Repeat the lines of the data that follow, please, starting at the first and stopping after the one with "classified on its".
====== Given records
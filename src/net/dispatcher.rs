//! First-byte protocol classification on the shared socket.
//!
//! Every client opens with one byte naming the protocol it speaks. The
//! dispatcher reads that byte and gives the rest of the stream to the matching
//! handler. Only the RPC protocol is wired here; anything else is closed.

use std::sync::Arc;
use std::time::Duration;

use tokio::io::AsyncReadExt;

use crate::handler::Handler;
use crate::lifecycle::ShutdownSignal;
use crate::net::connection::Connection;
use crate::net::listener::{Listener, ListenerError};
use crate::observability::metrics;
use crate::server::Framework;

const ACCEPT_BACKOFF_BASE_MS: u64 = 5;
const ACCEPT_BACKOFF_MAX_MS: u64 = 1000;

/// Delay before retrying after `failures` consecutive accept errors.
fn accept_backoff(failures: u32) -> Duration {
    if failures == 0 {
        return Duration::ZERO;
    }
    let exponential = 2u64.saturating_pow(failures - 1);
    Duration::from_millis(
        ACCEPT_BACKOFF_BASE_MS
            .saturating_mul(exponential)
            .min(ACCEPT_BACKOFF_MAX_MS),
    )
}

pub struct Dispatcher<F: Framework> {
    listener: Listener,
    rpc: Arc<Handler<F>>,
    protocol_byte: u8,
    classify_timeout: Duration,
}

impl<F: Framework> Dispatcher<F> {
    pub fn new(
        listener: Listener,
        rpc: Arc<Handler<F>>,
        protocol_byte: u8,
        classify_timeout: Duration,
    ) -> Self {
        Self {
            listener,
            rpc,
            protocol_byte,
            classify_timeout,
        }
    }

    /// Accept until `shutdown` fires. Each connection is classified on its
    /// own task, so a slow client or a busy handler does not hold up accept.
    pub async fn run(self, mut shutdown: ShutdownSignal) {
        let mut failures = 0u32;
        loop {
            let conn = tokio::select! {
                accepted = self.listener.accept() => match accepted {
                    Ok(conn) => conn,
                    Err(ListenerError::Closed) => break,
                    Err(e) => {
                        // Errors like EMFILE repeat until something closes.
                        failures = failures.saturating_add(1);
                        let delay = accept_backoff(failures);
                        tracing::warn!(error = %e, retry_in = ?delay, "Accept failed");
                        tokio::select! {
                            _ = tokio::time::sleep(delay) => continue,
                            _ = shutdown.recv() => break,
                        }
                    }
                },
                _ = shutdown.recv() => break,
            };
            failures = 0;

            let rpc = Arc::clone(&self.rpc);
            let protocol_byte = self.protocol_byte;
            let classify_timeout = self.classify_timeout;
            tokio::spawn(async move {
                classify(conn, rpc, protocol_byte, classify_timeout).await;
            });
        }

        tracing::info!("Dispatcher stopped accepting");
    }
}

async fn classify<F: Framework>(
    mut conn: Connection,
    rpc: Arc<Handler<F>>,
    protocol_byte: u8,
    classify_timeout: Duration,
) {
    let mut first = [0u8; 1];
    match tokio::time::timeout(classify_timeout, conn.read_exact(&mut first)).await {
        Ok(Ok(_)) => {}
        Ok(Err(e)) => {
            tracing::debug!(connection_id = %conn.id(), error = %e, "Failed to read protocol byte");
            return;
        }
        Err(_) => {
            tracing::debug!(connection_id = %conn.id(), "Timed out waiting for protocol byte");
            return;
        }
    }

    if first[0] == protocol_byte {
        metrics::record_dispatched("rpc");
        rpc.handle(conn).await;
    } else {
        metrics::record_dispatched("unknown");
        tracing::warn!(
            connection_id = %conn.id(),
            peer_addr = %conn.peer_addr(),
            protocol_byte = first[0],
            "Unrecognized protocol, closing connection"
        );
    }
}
============
■ Output below:
filename src/net/dispatcher.rs
//! First-byte protocol classification on the shared socket.
//!
//! Every client opens with one byte naming the protocol it speaks. The
//! dispatcher reads that byte and gives the rest of the stream to the matching
//! handler. Only the RPC protocol is wired here; anything else is closed.

use std::sync::Arc;
use std::time::Duration;

use tokio::io::AsyncReadExt;

use crate::handler::Handler;
use crate::lifecycle::ShutdownSignal;
use crate::net::connection::Connection;
use crate::net::listener::{Listener, ListenerError};
use crate::observability::metrics;
use crate::server::Framework;

const ACCEPT_BACKOFF_BASE_MS: u64 = 5;
const ACCEPT_BACKOFF_MAX_MS: u64 = 1000;

/// Delay before retrying after `failures` consecutive accept errors.
fn accept_backoff(failures: u32) -> Duration {
    if failures == 0 {
        return Duration::ZERO;
    }
    let exponential = 2u64.saturating_pow(failures - 1);
    Duration::from_millis(
        ACCEPT_BACKOFF_BASE_MS
            .saturating_mul(exponential)
            .min(ACCEPT_BACKOFF_MAX_MS),
    )
}

pub struct Dispatcher<F: Framework> {
    listener: Listener,
    rpc: Arc<Handler<F>>,
    protocol_byte: u8,
    classify_timeout: Duration,
}

impl<F: Framework> Dispatcher<F> {
    pub fn new(
        listener: Listener,
        rpc: Arc<Handler<F>>,
        protocol_byte: u8,
        classify_timeout: Duration,
    ) -> Self {
        Self {
            listener,
            rpc,
            protocol_byte,
            classify_timeout,
        }
    }

    /// Accept until `shutdown` fires. Each connection is classified on its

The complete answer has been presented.